◆ DIRECTIONS
Count up the lines below where the word "expected" shows up, and respond with the number alone.

◆ RECORDED DATA

● ● ●

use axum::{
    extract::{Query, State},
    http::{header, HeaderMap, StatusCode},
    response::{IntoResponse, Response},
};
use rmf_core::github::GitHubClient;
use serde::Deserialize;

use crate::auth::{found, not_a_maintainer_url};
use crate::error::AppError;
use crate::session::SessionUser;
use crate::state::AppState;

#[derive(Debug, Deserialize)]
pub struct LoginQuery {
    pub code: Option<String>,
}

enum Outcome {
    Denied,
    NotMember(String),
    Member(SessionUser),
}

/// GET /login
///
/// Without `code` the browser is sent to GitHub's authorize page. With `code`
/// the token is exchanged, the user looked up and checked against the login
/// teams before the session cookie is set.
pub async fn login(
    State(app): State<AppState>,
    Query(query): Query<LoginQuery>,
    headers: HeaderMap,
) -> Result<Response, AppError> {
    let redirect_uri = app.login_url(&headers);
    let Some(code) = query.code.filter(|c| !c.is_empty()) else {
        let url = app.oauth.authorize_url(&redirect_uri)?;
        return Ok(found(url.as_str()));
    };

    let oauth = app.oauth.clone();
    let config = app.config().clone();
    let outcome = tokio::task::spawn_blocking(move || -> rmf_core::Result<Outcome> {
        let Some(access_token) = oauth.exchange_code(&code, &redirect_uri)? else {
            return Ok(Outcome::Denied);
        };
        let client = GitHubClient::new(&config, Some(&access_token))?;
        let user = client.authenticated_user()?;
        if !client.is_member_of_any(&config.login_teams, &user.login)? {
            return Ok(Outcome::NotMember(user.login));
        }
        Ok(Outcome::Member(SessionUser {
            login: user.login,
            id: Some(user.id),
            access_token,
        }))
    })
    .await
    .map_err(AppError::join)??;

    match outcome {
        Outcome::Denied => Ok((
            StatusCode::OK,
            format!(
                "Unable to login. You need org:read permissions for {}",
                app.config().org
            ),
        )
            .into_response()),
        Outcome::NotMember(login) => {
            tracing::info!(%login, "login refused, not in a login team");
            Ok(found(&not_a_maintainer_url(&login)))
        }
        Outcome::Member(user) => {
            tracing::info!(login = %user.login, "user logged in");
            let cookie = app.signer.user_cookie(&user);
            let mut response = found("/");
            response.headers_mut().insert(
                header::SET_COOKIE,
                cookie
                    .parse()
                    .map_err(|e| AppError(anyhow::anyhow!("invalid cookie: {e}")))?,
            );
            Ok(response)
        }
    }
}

● ● ●

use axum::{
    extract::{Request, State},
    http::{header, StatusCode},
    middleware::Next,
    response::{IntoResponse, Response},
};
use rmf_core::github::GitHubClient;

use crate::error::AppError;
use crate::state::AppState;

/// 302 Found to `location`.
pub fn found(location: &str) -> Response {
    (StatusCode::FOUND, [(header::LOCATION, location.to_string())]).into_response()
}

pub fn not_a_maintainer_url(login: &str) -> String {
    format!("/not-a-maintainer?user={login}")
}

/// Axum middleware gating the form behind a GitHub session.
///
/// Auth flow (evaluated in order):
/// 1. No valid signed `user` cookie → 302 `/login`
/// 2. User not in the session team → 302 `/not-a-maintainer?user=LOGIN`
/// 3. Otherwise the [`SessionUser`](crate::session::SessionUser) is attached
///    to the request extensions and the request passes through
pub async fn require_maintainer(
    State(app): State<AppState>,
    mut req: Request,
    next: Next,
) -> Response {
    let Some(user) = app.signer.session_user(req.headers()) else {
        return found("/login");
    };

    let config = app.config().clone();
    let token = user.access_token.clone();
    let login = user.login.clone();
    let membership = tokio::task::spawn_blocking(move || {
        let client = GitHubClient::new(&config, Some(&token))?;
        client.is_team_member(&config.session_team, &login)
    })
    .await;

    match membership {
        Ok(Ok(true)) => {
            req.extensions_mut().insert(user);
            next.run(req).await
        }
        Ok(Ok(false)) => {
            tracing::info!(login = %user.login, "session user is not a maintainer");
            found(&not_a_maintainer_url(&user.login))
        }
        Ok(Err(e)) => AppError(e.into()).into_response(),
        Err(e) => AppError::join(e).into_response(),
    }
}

● ● ●

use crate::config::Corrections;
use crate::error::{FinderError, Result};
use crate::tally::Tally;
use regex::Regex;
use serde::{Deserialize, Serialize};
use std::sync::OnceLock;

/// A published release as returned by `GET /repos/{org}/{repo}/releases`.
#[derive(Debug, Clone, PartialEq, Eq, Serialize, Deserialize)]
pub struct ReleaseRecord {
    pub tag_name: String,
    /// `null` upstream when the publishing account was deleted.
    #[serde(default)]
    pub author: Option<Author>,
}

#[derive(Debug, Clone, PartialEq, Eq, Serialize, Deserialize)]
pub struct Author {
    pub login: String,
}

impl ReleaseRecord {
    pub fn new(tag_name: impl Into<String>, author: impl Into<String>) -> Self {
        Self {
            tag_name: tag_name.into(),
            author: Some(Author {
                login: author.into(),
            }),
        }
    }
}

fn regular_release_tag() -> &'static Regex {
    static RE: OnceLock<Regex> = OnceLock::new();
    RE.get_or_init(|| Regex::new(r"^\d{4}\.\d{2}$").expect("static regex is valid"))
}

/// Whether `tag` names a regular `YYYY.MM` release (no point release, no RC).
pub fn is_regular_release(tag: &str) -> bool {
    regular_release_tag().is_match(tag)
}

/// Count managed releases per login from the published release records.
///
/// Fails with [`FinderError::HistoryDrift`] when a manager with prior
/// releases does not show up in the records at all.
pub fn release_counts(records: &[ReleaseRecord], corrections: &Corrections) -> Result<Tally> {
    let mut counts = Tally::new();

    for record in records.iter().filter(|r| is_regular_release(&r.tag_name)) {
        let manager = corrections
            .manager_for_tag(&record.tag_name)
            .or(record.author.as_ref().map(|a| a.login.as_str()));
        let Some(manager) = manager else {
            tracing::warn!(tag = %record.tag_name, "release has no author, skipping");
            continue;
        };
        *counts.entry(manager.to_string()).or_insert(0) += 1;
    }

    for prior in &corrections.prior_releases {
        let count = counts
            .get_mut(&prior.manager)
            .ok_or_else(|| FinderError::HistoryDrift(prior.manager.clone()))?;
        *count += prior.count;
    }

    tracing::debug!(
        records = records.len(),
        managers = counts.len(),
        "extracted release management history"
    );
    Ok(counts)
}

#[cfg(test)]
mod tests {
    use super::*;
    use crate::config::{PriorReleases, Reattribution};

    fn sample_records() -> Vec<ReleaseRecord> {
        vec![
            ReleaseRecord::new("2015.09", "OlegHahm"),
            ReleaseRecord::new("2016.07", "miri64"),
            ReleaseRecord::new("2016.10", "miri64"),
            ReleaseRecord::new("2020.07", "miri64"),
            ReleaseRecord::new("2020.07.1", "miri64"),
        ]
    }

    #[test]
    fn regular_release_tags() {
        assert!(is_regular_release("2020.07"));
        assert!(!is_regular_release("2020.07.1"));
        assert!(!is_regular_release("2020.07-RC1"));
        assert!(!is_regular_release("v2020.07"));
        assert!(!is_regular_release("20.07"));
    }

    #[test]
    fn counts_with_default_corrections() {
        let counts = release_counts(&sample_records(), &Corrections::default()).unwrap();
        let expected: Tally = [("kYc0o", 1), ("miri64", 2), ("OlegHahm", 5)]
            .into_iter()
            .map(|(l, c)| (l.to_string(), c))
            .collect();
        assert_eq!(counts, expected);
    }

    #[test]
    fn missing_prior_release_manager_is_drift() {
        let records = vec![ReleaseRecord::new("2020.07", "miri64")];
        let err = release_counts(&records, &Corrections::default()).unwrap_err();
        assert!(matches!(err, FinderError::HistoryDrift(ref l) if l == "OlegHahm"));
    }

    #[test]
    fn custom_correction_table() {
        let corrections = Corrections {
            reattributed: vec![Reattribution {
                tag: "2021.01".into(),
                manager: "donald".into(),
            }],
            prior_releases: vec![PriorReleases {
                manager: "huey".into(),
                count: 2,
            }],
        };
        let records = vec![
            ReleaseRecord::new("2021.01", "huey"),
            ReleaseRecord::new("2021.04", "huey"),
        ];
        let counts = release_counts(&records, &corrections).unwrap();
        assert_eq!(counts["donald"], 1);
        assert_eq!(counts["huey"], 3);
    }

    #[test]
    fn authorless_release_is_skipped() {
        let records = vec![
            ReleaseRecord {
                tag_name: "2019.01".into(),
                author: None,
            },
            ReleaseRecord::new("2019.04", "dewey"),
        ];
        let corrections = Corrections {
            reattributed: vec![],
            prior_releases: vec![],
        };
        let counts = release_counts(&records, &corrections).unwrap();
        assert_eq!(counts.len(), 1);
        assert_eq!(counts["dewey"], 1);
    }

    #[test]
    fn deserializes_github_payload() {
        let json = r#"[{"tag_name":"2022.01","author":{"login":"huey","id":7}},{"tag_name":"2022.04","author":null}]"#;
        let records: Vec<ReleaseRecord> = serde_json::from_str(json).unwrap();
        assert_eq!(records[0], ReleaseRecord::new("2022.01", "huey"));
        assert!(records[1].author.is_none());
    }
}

● ● ●

◆ EXERCISE OUTPUT
2